You had ample opportunity to tell your wife about your sexual desires and feelings. Yes, I understand it is hard, and we live in a world that is judgmental toward those who LGBTQ. I understand that as a teen you struggled with your sexuality, and probably felt ashamed, scared, and silenced because of how society treats those who are different, especially for their sexuality. I truly understand how you feel and what you went through. But, you pursued your wife, got into a relationship, and led her to believe something that wasn’t true. You lived this charade of a life, and then brought someone else into it. You never gave her the opportunity to agree to this, or walk away. You took away her choice in this situation. That is unfair. And, I wouldn’t be surprised if she walked away from you completely and decided to get a divorce.

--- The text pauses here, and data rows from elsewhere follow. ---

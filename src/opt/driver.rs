//! Drives `condense`/`recognize_loops` to a fixed point (or gives up
//! after a configurable number of iterations).

use log::{debug, trace};

use crate::ir::Program;
use crate::opt::{condense, recognize_loops};

/// How aggressively [`optimize`] rewrites a program.
#[derive(Debug, Clone, Copy, PartialEq, Eq, Default)]
pub enum OptLevel {
    /// No passes; the input program is returned unchanged.
    None,
    /// `condense` + `recognize_loops`, iterated to a fixed point.
    #[default]
    Normal,
}

/// Default cap on `condense`/`recognize_loops` cycles, guarding against a
/// pathological program that never converges.
pub const DEFAULT_MAX_ITERATIONS: u32 = 64;

/// Runs the optimizer to a fixed point: applies `condense` then
/// `recognize_loops` repeatedly, comparing content hashes before and after
/// each full cycle, stopping when a cycle changes nothing or
/// `max_iterations` is reached.
pub fn optimize(input: &Program, level: OptLevel, max_iterations: u32) -> Program {
    if level == OptLevel::None {
        return input.clone();
    }

    let mut current = input.clone();
    for iteration in 0..max_iterations {
        let before = current.content_hash();
        let next = recognize_loops(&condense(&current));
        let after = next.content_hash();
        trace!("optimizer: iteration {iteration}, {} -> {} instrs, hash {before:#x} -> {after:#x}", current.len(), next.len());
        if after == before {
            debug!("optimizer: converged after {} iteration(s)", iteration + 1);
            return next;
        }
        current = next;
    }
    debug!("optimizer: gave up after {max_iterations} iteration(s) without converging");
    current
}
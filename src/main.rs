use std::fs;
use std::io::{self, Write};
use std::process::ExitCode;

use clap::Parser;
use colored::Colorize;

use bfcore::clap_cli::{CliCommand, DumpArgs, RunArgs};
use bfcore::config::{InterpreterConfig, JitConfig, OptConfig, TapeBackendChoice};
use bfcore::error::Diagnostic;
use bfcore::interp::{EofPolicy, Interpreter};
use bfcore::ir::{DumpOptions, Program};
use bfcore::opt;
use bfcore::parser::{self, BrainfuckParseOptions};
use bfcore::tape::{Paged, Tape};

fn main() -> ExitCode {
    env_logger::init();

    let result = match CliCommand::parse() {
        CliCommand::Run(args) => run(args),
        CliCommand::Dump(args) => dump(args),
    };

    match result {
        Ok(()) => ExitCode::SUCCESS,
        Err(msg) => {
            eprintln!("{} {msg}", "error:".red().bold());
            ExitCode::FAILURE
        }
    }
}

fn load_program(file_path: &str, bytecode: bool, no_optimize: bool) -> Result<Program, String> {
    let raw = fs::read(file_path).map_err(|e| format!("reading {file_path}: {e}"))?;

    let program = if bytecode {
        let text = String::from_utf8(raw).map_err(|e| format!("{file_path} is not valid utf-8: {e}"))?;
        parser::parse_bytecode_text(&text).map_err(|e| e.describe(Some(&text)))?
    } else {
        let text = String::from_utf8_lossy(&raw).into_owned();
        let (program, _) = parser::parse_brainfuck(&raw, BrainfuckParseOptions::default())
            .map_err(|e| e.describe(Some(&text)))?;
        program
    };

    let opt_cfg = OptConfig::new();
    let level = if no_optimize { opt::OptLevel::None } else { opt_cfg.level };
    Ok(opt::optimize(&program, level, opt_cfg.max_iterations))
}

fn run(args: RunArgs) -> Result<(), String> {
    let program = load_program(&args.file_path, args.bytecode, args.no_optimize)?;

    let interp_cfg = InterpreterConfig::new()
        .with_eof_policy(args.eof_byte.map_or(EofPolicy::LeaveUnchanged, EofPolicy::Substitute))
        .with_tape_backend(if args.mapped_tape { TapeBackendChoice::Mapped } else { TapeBackendChoice::Paged });
    let jit_cfg = JitConfig::new().with_enabled(!args.no_jit);

    let head = if jit_cfg.enabled && try_jit(&program, interp_cfg)? {
        None
    } else {
        Some(run_interpreted(&program, interp_cfg)?)
    };

    if args.dump_head {
        if let Some(head) = head {
            eprintln!("tape head: {head}");
        } else {
            eprintln!("tape head: (not observable through the JIT)");
        }
    }
    Ok(())
}

/// Attempts the JIT path. Returns `Ok(true)` if it ran the program,
/// `Ok(false)` if the JIT isn't available on this host/config and the
/// caller should fall back to the interpreter.
///
/// The JIT's `in` callback can only express "here is a byte" or "fatal
/// error", so it has no way to express
/// [`EofPolicy::LeaveUnchanged`]; that policy always falls back to the
/// interpreter rather than silently reinterpreting it as a substitution.
#[cfg(all(target_arch = "x86_64", unix))]
fn try_jit(program: &Program, cfg: InterpreterConfig) -> Result<bool, String> {
    use bfcore::jit::JitProgram;
    use bfcore::tape::Mapped;

    if cfg.tape_backend != TapeBackendChoice::Mapped || !Mapped::supported() {
        return Ok(false);
    }
    let EofPolicy::Substitute(eof_byte) = cfg.eof_policy else {
        return Ok(false);
    };

    let jit = match JitProgram::compile(program) {
        Ok(jit) => jit,
        Err(e) => {
            log::debug!("jit compile failed, falling back to interpreter: {e}");
            return Ok(false);
        }
    };

    let mut tape = Mapped::new().map_err(|e| e.to_string())?;
    let ctx = JitIoCtx { eof_byte };
    let ctx_ptr = &ctx as *const JitIoCtx as *mut std::ffi::c_void;

    // SAFETY: `tape` reserves exactly 2^32 bytes, matching the JIT's
    // addressing assumption; the trampolines below satisfy the declared
    // `extern "sysv64"` signatures.
    let rc = unsafe { jit.call(tape.as_mut_ptr(), jit_read, ctx_ptr, jit_write, ctx_ptr) };
    if rc != 0 {
        return Err(format!("jit execution failed with code {rc}"));
    }
    Ok(true)
}

#[cfg(not(all(target_arch = "x86_64", unix)))]
fn try_jit(_program: &Program, _cfg: InterpreterConfig) -> Result<bool, String> {
    Ok(false)
}

#[cfg(all(target_arch = "x86_64", unix))]
struct JitIoCtx {
    eof_byte: u8,
}

#[cfg(all(target_arch = "x86_64", unix))]
extern "sysv64" fn jit_read(ctx: *mut std::ffi::c_void) -> i32 {
    let mut buf = [0u8; 1];
    // SAFETY: stdin is a valid fd for the process lifetime.
    let n = unsafe { libc::read(libc::STDIN_FILENO, buf.as_mut_ptr() as *mut std::ffi::c_void, 1) };
    if n == 1 {
        return buf[0] as i32;
    }
    // SAFETY: `ctx` is the `JitIoCtx` this run's `try_jit` allocated on its
    // own stack frame, which outlives the call.
    let ctx = unsafe { &*(ctx as *const JitIoCtx) };
    ctx.eof_byte as i32
}

#[cfg(all(target_arch = "x86_64", unix))]
extern "sysv64" fn jit_write(_ctx: *mut std::ffi::c_void, byte: u8) -> i32 {
    let buf = [byte];
    // SAFETY: stdout is a valid fd for the process lifetime.
    let n = unsafe { libc::write(libc::STDOUT_FILENO, buf.as_ptr() as *const std::ffi::c_void, 1) };
    if n < 0 {
        -1
    } else {
        0
    }
}

fn run_interpreted(program: &Program, cfg: InterpreterConfig) -> Result<u32, String> {
    let stdin = io::stdin();
    let stdout = io::stdout();
    let mut out_lock = stdout.lock();

    let head = match cfg.tape_backend {
        TapeBackendChoice::Paged => {
            let tape = Tape::new(Paged::new());
            let mut interp = Interpreter::new(program, stdin.lock(), &mut out_lock, tape, cfg.eof_policy);
            interp.run().map_err(|e| e.to_string())?;
            interp.tape().head()
        }
        TapeBackendChoice::Mapped => {
            #[cfg(unix)]
            {
                use bfcore::tape::Mapped;
                let tape = Tape::new(Mapped::new().map_err(|e| e.to_string())?);
                let mut interp = Interpreter::new(program, stdin.lock(), &mut out_lock, tape, cfg.eof_policy);
                interp.run().map_err(|e| e.to_string())?;
                interp.tape().head()
            }
            #[cfg(not(unix))]
            {
                return Err("the mapped tape backend is not supported on this host".to_string());
            }
        }
    };
    out_lock.flush().map_err(|e| e.to_string())?;
    Ok(head)
}

fn dump(args: DumpArgs) -> Result<(), String> {
    let program = load_program(&args.file_path, args.bytecode, args.no_optimize)?;
    let opts = DumpOptions { indent_per_nest: args.indent, show_internal: args.show_internal };
    print!("{}", program.dump(opts));
    Ok(())
}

However, since you claim you enjoy being with your wife, and you’re not sure about your feelings for men, then, perhaps you’re bi-sexual. Or, perhaps you are gay. I do know that instead of searching out gay bars, and finding means and ways to meet men, then, why did you not exert your energy to speak with a therapist, or find an LGBT center and speak with a counselor who could have helped you sort this out. Instead, you invested your energy where you wanted, and now it’s a bigger mess than you expected.
Don’t get me wrong, I agree that sometimes you go to your pastor for spiritual guidance, and things you are dealing with in your life. Your pastor was someone you thought you could trust. But, then, you learned another secret about your wife’s uncle, your own pastor. He, too, is a gay or bisexual man, and he has his own secrets. So, you’re in a dilemma, and you have no one to trust. Unfortunately, when you tell your wife everything, and you and she confront him and his wife, well, trust and believe, his wife was shocked, but I suspect she knew, and probably have known for a while, yet, she is not going to leave him. She is going to save face and stay with her husband, and Lord knows why. But, she won’t leave, which is sad and unfortunate.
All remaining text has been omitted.